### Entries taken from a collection
================================
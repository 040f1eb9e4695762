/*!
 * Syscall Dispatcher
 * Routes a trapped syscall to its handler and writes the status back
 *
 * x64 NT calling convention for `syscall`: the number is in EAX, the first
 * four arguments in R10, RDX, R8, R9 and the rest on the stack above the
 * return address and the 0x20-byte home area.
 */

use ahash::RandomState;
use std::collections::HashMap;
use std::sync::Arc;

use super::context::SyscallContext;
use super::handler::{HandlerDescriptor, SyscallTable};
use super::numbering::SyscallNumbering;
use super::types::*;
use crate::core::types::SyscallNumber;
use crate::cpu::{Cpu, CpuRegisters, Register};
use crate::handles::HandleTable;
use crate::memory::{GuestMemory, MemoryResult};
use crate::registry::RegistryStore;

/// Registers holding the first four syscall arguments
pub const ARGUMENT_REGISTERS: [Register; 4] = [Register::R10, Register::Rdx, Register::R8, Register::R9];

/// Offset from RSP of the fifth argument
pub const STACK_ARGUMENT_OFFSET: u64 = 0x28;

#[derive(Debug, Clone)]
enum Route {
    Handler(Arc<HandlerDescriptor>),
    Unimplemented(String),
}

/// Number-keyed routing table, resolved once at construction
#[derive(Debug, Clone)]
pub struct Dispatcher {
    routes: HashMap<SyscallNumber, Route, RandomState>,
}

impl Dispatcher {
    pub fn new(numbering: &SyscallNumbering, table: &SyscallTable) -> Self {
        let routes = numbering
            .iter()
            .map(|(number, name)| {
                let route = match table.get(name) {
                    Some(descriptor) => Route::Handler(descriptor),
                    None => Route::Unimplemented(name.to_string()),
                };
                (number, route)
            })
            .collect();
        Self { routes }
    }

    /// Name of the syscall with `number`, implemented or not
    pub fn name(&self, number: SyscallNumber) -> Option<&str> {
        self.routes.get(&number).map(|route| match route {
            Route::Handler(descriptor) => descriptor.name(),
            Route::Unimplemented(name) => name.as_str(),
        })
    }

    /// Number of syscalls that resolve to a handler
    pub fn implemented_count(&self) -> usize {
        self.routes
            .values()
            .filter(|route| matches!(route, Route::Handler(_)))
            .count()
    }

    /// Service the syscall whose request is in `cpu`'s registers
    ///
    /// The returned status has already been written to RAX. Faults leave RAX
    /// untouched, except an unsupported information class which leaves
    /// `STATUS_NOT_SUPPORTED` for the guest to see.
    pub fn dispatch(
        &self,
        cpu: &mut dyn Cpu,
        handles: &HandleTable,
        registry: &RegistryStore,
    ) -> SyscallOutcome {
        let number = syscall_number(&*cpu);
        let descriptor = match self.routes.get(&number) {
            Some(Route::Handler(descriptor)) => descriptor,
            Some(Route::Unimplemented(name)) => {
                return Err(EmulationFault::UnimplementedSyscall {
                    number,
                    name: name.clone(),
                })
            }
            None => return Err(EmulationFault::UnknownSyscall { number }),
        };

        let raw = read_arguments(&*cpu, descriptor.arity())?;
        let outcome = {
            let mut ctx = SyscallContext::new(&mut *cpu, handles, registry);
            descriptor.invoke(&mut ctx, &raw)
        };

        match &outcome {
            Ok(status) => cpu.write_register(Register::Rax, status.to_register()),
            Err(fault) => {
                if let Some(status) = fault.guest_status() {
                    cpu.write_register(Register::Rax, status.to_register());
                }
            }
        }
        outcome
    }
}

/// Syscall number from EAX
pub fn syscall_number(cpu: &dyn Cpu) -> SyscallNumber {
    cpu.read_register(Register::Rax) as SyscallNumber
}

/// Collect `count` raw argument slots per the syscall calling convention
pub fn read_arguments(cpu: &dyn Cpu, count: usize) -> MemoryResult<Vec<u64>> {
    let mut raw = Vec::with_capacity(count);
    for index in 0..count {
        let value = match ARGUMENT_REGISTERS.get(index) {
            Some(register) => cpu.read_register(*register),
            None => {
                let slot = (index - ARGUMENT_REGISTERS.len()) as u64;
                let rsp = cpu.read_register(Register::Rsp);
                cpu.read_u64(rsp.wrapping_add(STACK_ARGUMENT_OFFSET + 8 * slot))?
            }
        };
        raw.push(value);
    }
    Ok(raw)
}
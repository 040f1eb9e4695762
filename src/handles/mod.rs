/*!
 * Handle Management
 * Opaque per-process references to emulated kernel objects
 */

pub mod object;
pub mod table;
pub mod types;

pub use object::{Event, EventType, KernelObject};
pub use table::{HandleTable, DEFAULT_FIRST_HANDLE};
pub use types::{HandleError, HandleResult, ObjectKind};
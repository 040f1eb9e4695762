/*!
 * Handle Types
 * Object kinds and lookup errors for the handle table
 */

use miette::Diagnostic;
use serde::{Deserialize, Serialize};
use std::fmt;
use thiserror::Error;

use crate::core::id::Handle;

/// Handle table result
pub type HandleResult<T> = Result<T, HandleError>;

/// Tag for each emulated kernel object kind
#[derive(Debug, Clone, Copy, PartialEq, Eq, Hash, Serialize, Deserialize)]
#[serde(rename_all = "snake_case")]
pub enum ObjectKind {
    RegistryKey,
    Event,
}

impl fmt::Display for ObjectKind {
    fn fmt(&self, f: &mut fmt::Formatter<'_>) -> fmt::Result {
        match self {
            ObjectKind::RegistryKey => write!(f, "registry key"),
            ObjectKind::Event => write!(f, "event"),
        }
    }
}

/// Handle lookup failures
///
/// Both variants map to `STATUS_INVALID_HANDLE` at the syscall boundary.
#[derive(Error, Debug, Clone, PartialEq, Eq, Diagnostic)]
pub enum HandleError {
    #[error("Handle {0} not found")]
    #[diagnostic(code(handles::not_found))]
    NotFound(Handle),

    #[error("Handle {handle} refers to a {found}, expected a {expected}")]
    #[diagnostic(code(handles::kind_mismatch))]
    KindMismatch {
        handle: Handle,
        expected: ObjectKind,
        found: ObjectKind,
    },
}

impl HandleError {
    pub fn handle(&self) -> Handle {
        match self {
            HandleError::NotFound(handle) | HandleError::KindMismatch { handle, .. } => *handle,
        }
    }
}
================================
### TO DO
Your task is to copy every entry above, exactly as written.

### SOLUTION
repository 040f1eb9e4695762
/*!
 * Syscall Dispatcher
 * Routes a trapped syscall to its handler and writes the status back
 *
 * x64 NT calling convention for `syscall`: the number is in EAX, the first
 * four arguments in R10, RDX, R8, R9 and the rest on the stack above the
 * return address and the 0x20-byte home area.
 */

use ahash::RandomState;
use std::collections::HashMap;
use std::sync::Arc;

use super::context::SyscallContext;
use super::handler::{HandlerDescriptor, SyscallTable};
use super::numbering::SyscallNumbering;
use super::types::*;
use crate::core::types::SyscallNumber;
use crate::cpu::{Cpu, CpuRegisters, Register};
use crate::handles::HandleTable;
use crate::memory::{GuestMemory, MemoryResult};
use crate::registry::RegistryStore;

/// Registers holding the first four syscall arguments
pub const ARGUMENT_REGISTERS: [Register; 4] = [Register::R10, Register::Rdx, Register::R8, Register::R9];

/// Offset from RSP of the fifth argument
pub const STACK_ARGUMENT_OFFSET: u64 = 0x28;

#[derive(Debug, Clone)]
enum Route {
    Handler(Arc<HandlerDescriptor>),
    Unimplemented(String),
}

/// Number-keyed routing table, resolved once at construction
#[derive(Debug, Clone)]
pub struct Dispatcher {
    routes: HashMap<SyscallNumber, Route, RandomState>,
}

impl Dispatcher {
    pub fn new(numbering: &SyscallNumbering, table: &SyscallTable) -> Self {
        let routes = numbering
            .iter()
            .map(|(number, name)| {
                let route = match table.get(name) {
                    Some(descriptor) => Route::Handler(descriptor),
                    None => Route::Unimplemented(name.to_string()),
                };
                (number, route)
            })
            .collect();
        Self { routes }
    }

    /// Name of the syscall with `number`, implemented or not
    pub fn name(&self, number: SyscallNumber) -> Option<&str> {
        self.routes.get(&number).map(|route| match route {
            Route::Handler(descriptor) => descriptor.name(),
            Route::Unimplemented(name) => name.as_str(),
        })
    }

    /// Number of syscalls that resolve to a handler
    pub fn implemented_count(&self) -> usize {
        self.routes
            .values()
            .filter(|route| matches!(route, Route::Handler(_)))
            .count()
    }

    /// Service the syscall whose request is in `cpu`'s registers
    ///
    /// The returned status has already been written to RAX. Faults leave RAX
    /// untouched, except an unsupported information class which leaves
    /// `STATUS_NOT_SUPPORTED` for the guest to see.
    pub fn dispatch(
        &self,
        cpu: &mut dyn Cpu,
        handles: &HandleTable,
        registry: &RegistryStore,
    ) -> SyscallOutcome {
        let number = syscall_number(&*cpu);
        let descriptor = match self.routes.get(&number) {
            Some(Route::Handler(descriptor)) => descriptor,
            Some(Route::Unimplemented(name)) => {
                return Err(EmulationFault::UnimplementedSyscall {
                    number,
                    name: name.clone(),
                })
            }
            None => return Err(EmulationFault::UnknownSyscall { number }),
        };

        let raw = read_arguments(&*cpu, descriptor.arity())?;
        let outcome = {
            let mut ctx = SyscallContext::new(&mut *cpu, handles, registry);
            descriptor.invoke(&mut ctx, &raw)
        };

        match &outcome {
            Ok(status) => cpu.write_register(Register::Rax, status.to_register()),
            Err(fault) => {
                if let Some(status) = fault.guest_status() {
                    cpu.write_register(Register::Rax, status.to_register());
                }
            }
        }
        outcome
    }
}

/// Syscall number from EAX
pub fn syscall_number(cpu: &dyn Cpu) -> SyscallNumber {
    cpu.read_register(Register::Rax) as SyscallNumber
}

/// Collect `count` raw argument slots per the syscall calling convention
pub fn read_arguments(cpu: &dyn Cpu, count: usize) -> MemoryResult<Vec<u64>> {
    let mut raw = Vec::with_capacity(count);
    for index in 0..count {
        let value = match ARGUMENT_REGISTERS.get(index) {
            Some(register) => cpu.read_register(*register),
            None => {
                let slot = (index - ARGUMENT_REGISTERS.len()) as u64;
                let rsp = cpu.read_register(Register::Rsp);
                cpu.read_u64(rsp.wrapping_add(STACK_ARGUMENT_OFFSET + 8 * slot))?
            }
        };
        raw.push(value);
    }
    Ok(raw)
}
repository 040f1eb9e4695762
filename src/handles/mod.rs
/*!
 * Handle Management
 * Opaque per-process references to emulated kernel objects
 */

pub mod object;
pub mod table;
pub mod types;

pub use object::{Event, EventType, KernelObject};
pub use table::{HandleTable, DEFAULT_FIRST_HANDLE};
pub use types::{HandleError, HandleResult, ObjectKind};
repository 040f1eb9e4695762
/*!
 * Handle Types
 * Object kinds and lookup errors for the handle table
 */

use miette::Diagnostic;
use serde::{Deserialize, Serialize};
use std::fmt;
use thiserror::Error;

use crate::core::id::Handle;

/// Handle table result
pub type HandleResult<T> = Result<T, HandleError>;

/// Tag for each emulated kernel object kind
#[derive(Debug, Clone, Copy, PartialEq, Eq, Hash, Serialize, Deserialize)]
#[serde(rename_all = "snake_case")]
pub enum ObjectKind {
    RegistryKey,
    Event,
}

impl fmt::Display for ObjectKind {
    fn fmt(&self, f: &mut fmt::Formatter<'_>) -> fmt::Result {
        match self {
            ObjectKind::RegistryKey => write!(f, "registry key"),
            ObjectKind::Event => write!(f, "event"),
        }
    }
}

/// Handle lookup failures
///
/// Both variants map to `STATUS_INVALID_HANDLE` at the syscall boundary.
#[derive(Error, Debug, Clone, PartialEq, Eq, Diagnostic)]
pub enum HandleError {
    #[error("Handle {0} not found")]
    #[diagnostic(code(handles::not_found))]
    NotFound(Handle),

    #[error("Handle {handle} refers to a {found}, expected a {expected}")]
    #[diagnostic(code(handles::kind_mismatch))]
    KindMismatch {
        handle: Handle,
        expected: ObjectKind,
        found: ObjectKind,
    },
}

impl HandleError {
    pub fn handle(&self) -> Handle {
        match self {
            HandleError::NotFound(handle) | HandleError::KindMismatch { handle, .. } => *handle,
        }
    }
}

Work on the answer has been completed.